- [GIVEN DATA]:
Content starts
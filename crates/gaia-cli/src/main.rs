//! The `gaia` binary.
//!
//! `init` and `start` act locally on the data directory; every other
//! command drives the admin RPC surface over mTLS with the operator
//! certificate. Exit codes: 0 on success, 1 on startup or command failure,
//! 2 on a fatal runtime error after a successful start.

mod admin;
mod import;

use std::io::IsTerminal;
use std::io::Write;
use std::path::PathBuf;
use std::process::ExitCode;

use anyhow::Context;
use anyhow::Result;
use anyhow::bail;
use clap::Parser;
use clap::Subcommand;
use gaia_core::GaiaError;
use gaia_daemon::Daemon;
use gaia_daemon::DaemonConfig;
use gaia_pki::CertificateAuthority;

use crate::admin::AdminChannel;
use crate::import::read_import_file;

#[derive(Parser)]
#[command(name = "gaia", version, about = "Self-hosted secrets-management daemon")]
struct Cli {
    /// Path to the TOML configuration file.
    #[arg(long, global = true)]
    config: Option<PathBuf>,

    /// Override the data directory.
    #[arg(long, global = true)]
    data_dir: Option<PathBuf>,

    /// Override the listener address.
    #[arg(long, global = true)]
    listen: Option<String>,

    #[command(subcommand)]
    command: Commands,
}

#[derive(Subcommand)]
enum Commands {
    /// Initialize the encrypted database and the PKI material.
    Init {
        /// Master passphrase. Prompted for when omitted.
        #[arg(long)]
        passphrase: Option<String>,
    },
    /// Run the daemon in the foreground.
    Start,
    /// Ask the running daemon to shut down gracefully.
    Stop,
    /// Show the daemon's lifecycle status.
    Status,
    /// Load the master key into the running daemon.
    Unlock {
        /// Master passphrase. Prompted for when omitted.
        #[arg(long)]
        passphrase: Option<String>,
    },
    /// Wipe the master key from the daemon's memory.
    Lock,
    /// Manage registered clients.
    #[command(subcommand)]
    Clients(ClientsCommand),
    /// Manage secrets as an operator.
    #[command(subcommand)]
    Secrets(SecretsCommand),
    /// Bulk-import secrets from a JSON file.
    Import {
        /// JSON array of `{client, namespace, id, value}` objects.
        file: PathBuf,
        /// Replace colliding secrets instead of failing the batch.
        #[arg(long)]
        overwrite: bool,
    },
    /// Issue certificates from the on-disk CA without the daemon.
    #[command(subcommand)]
    Certs(CertsCommand),
}

#[derive(Subcommand)]
enum ClientsCommand {
    /// Register a client and print its certificate material.
    Register {
        name: String,
        /// Write `<name>.crt` / `<name>.key` here instead of printing.
        #[arg(long)]
        out_dir: Option<PathBuf>,
    },
    /// List registered clients.
    List,
    /// Revoke a client and delete all of its secrets.
    Revoke { name: String },
}

#[derive(Subcommand)]
enum SecretsCommand {
    /// Add or overwrite a secret.
    Add {
        client: String,
        namespace: String,
        id: String,
        value: String,
    },
    /// Delete a secret.
    Delete {
        client: String,
        namespace: String,
        id: String,
    },
    /// List every secret under a client.
    List { client: String },
    /// List the namespaces under a client.
    Namespaces { client: String },
}

#[derive(Subcommand)]
enum CertsCommand {
    /// Issue a server certificate signed by the on-disk CA.
    Server {
        /// DNS name for the leaf; defaults to the configured server name.
        name: Option<String>,
    },
    /// Issue a client certificate signed by the on-disk CA.
    Client { name: String },
}

fn main() -> ExitCode {
    let cli = Cli::parse();

    let config = match load_config(&cli) {
        Ok(config) => config,
        Err(err) => {
            eprintln!("gaia: {err:#}");
            return ExitCode::from(1);
        }
    };

    let runtime = match tokio::runtime::Runtime::new() {
        Ok(runtime) => runtime,
        Err(err) => {
            eprintln!("gaia: failed to start runtime: {err}");
            return ExitCode::from(1);
        }
    };

    match runtime.block_on(dispatch(cli.command, config)) {
        Ok(()) => ExitCode::SUCCESS,
        Err(err) => {
            eprintln!("gaia: {err:#}");
            let fatal_runtime = err
                .downcast_ref::<GaiaError>()
                .is_some_and(|e| matches!(e, GaiaError::Runtime { .. }));
            ExitCode::from(if fatal_runtime { 2 } else { 1 })
        }
    }
}

fn load_config(cli: &Cli) -> Result<DaemonConfig> {
    let mut config = DaemonConfig::load(cli.config.as_deref())?;
    if let Some(data_dir) = &cli.data_dir {
        config.data_dir = data_dir.clone();
    }
    if let Some(listen) = &cli.listen {
        config.listen_addr = listen.clone();
    }
    Ok(config)
}

async fn dispatch(command: Commands, config: DaemonConfig) -> Result<()> {
    match command {
        Commands::Init { passphrase } => cmd_init(config, passphrase).await,
        Commands::Start => cmd_start(config).await,
        Commands::Stop => {
            let mut channel = AdminChannel::connect(&config).await?;
            channel.stop().await?;
            println!("stop requested");
            Ok(())
        }
        Commands::Status => cmd_status(config).await,
        Commands::Unlock { passphrase } => {
            let passphrase = passphrase_or_prompt(passphrase, "Enter master passphrase: ")?;
            let mut channel = AdminChannel::connect(&config).await?;
            channel.unlock(&passphrase).await?;
            println!("daemon unlocked");
            Ok(())
        }
        Commands::Lock => {
            let mut channel = AdminChannel::connect(&config).await?;
            channel.lock().await?;
            println!("daemon locked");
            Ok(())
        }
        Commands::Clients(command) => cmd_clients(command, config).await,
        Commands::Secrets(command) => cmd_secrets(command, config).await,
        Commands::Import { file, overwrite } => {
            let items = read_import_file(&file)?;
            let total = items.len();
            let mut channel = AdminChannel::connect(&config).await?;
            let imported = channel.import_secrets(items, overwrite).await?;
            println!("imported {imported} of {total} secrets");
            Ok(())
        }
        Commands::Certs(command) => cmd_certs(command, config),
    }
}

async fn cmd_init(config: DaemonConfig, passphrase: Option<String>) -> Result<()> {
    gaia_daemon::logging::init_tool_logging();

    let passphrase = passphrase_or_prompt(passphrase, "Enter master passphrase: ")?;
    let daemon = Daemon::new(config);
    daemon.initialize(&passphrase).await?;
    daemon.provision_pki()?;

    println!("Gaia initialized.");
    println!("  database:  {}", daemon.config().db_path().display());
    println!("  certs:     {}", daemon.config().certs_dir().display());
    println!("Start the daemon with 'gaia start', then unlock it with 'gaia unlock'.");
    Ok(())
}

async fn cmd_start(config: DaemonConfig) -> Result<()> {
    let _guard = gaia_daemon::logging::init_daemon_logging(&config.audit_log_path())?;

    let daemon = Daemon::new(config);
    eprintln!("Starting Gaia daemon in the foreground; stop it with 'gaia stop'.");

    let handle = daemon.clone();
    tokio::spawn(async move {
        if tokio::signal::ctrl_c().await.is_ok() {
            handle.stop();
        }
    });

    daemon.run().await?;
    Ok(())
}

async fn cmd_status(config: DaemonConfig) -> Result<()> {
    // An unreachable daemon reports as stopped, matching what an operator
    // needs to know rather than failing the command.
    let status = match AdminChannel::connect(&config).await {
        Ok(mut channel) => channel.status().await?,
        Err(_) => "stopped".to_string(),
    };
    println!("gaia daemon status: {status}");
    Ok(())
}

async fn cmd_clients(command: ClientsCommand, config: DaemonConfig) -> Result<()> {
    let mut channel = AdminChannel::connect(&config).await?;
    match command {
        ClientsCommand::Register { name, out_dir } => {
            let (certificate, private_key) = channel.register_client(&name).await?;
            match out_dir {
                Some(dir) => {
                    std::fs::create_dir_all(&dir)?;
                    std::fs::write(dir.join(format!("{name}.crt")), &certificate)?;
                    std::fs::write(dir.join(format!("{name}.key")), &private_key)?;
                    println!("registered '{name}'; certificate written to {}", dir.display());
                }
                None => {
                    println!("registered '{name}'");
                    println!("{certificate}");
                    println!("{private_key}");
                }
            }
        }
        ClientsCommand::List => {
            for (name, created_at) in channel.list_clients().await? {
                println!("{name}\t{created_at}");
            }
        }
        ClientsCommand::Revoke { name } => {
            channel.revoke_client(&name).await?;
            println!("revoked '{name}' and deleted its secrets");
        }
    }
    Ok(())
}

async fn cmd_secrets(command: SecretsCommand, config: DaemonConfig) -> Result<()> {
    let mut channel = AdminChannel::connect(&config).await?;
    match command {
        SecretsCommand::Add {
            client,
            namespace,
            id,
            value,
        } => {
            channel.add_secret(&client, &namespace, &id, &value).await?;
            println!("added {client}/{namespace}/{id}");
        }
        SecretsCommand::Delete { client, namespace, id } => {
            channel.delete_secret(&client, &namespace, &id).await?;
            println!("deleted {client}/{namespace}/{id}");
        }
        SecretsCommand::List { client } => {
            for (namespace, entries) in channel.list_secrets(&client).await? {
                for (id, value) in entries {
                    println!("{namespace}/{id}\t{value}");
                }
            }
        }
        SecretsCommand::Namespaces { client } => {
            for namespace in channel.list_namespaces(&client).await? {
                println!("{namespace}");
            }
        }
    }
    Ok(())
}

fn cmd_certs(command: CertsCommand, config: DaemonConfig) -> Result<()> {
    gaia_daemon::logging::init_tool_logging();

    let certs_dir = config.certs_dir();
    let ca = gaia_pki::load_ca(&certs_dir).context("no CA on disk; run 'gaia init' first")?;
    issue_cert(command, &config, &ca, &certs_dir)
}

fn issue_cert(
    command: CertsCommand,
    config: &DaemonConfig,
    ca: &CertificateAuthority,
    certs_dir: &std::path::Path,
) -> Result<()> {
    match command {
        CertsCommand::Server { name } => {
            let name = name.unwrap_or_else(|| config.server_name.clone());
            let pair = ca.issue_server(&name)?;
            gaia_pki::write_server_pair(certs_dir, &pair)?;
            println!("issued server certificate for '{name}'");
        }
        CertsCommand::Client { name } => {
            let pair = ca.issue_client(&name)?;
            gaia_pki::write_client_pair(certs_dir, &name, &pair)?;
            println!("issued client certificate for '{name}'");
        }
    }
    Ok(())
}

/// Use the flag value or prompt on the terminal.
fn passphrase_or_prompt(provided: Option<String>, prompt: &str) -> Result<String> {
    if let Some(passphrase) = provided {
        return Ok(passphrase);
    }
    if !std::io::stdin().is_terminal() {
        // Non-interactive callers read one line from stdin.
        let mut line = String::new();
        std::io::stdin().read_line(&mut line)?;
        let passphrase = line.trim_end_matches(['\r', '\n']).to_string();
        if passphrase.is_empty() {
            bail!("no passphrase provided");
        }
        return Ok(passphrase);
    }

    eprint!("{prompt}");
    std::io::stderr().flush()?;
    let mut line = String::new();
    std::io::stdin().read_line(&mut line)?;
    let passphrase = line.trim_end_matches(['\r', '\n']).to_string();
    if passphrase.is_empty() {
        bail!("no passphrase provided");
    }
    Ok(passphrase)
}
Content ends
- [REQUIRED WORK]: Give back precisely the lines above that start at the line containing "config.listen_addr = listen.clone();" and end at the line containing "channel.stop().await?;", inclusive. No other lines belong in the output.

- [RESULT OF THE EXERCISE]:
        config.listen_addr = listen.clone();
    }
    Ok(config)
}

async fn dispatch(command: Commands, config: DaemonConfig) -> Result<()> {
    match command {
        Commands::Init { passphrase } => cmd_init(config, passphrase).await,
        Commands::Start => cmd_start(config).await,
        Commands::Stop => {
            let mut channel = AdminChannel::connect(&config).await?;
            channel.stop().await?;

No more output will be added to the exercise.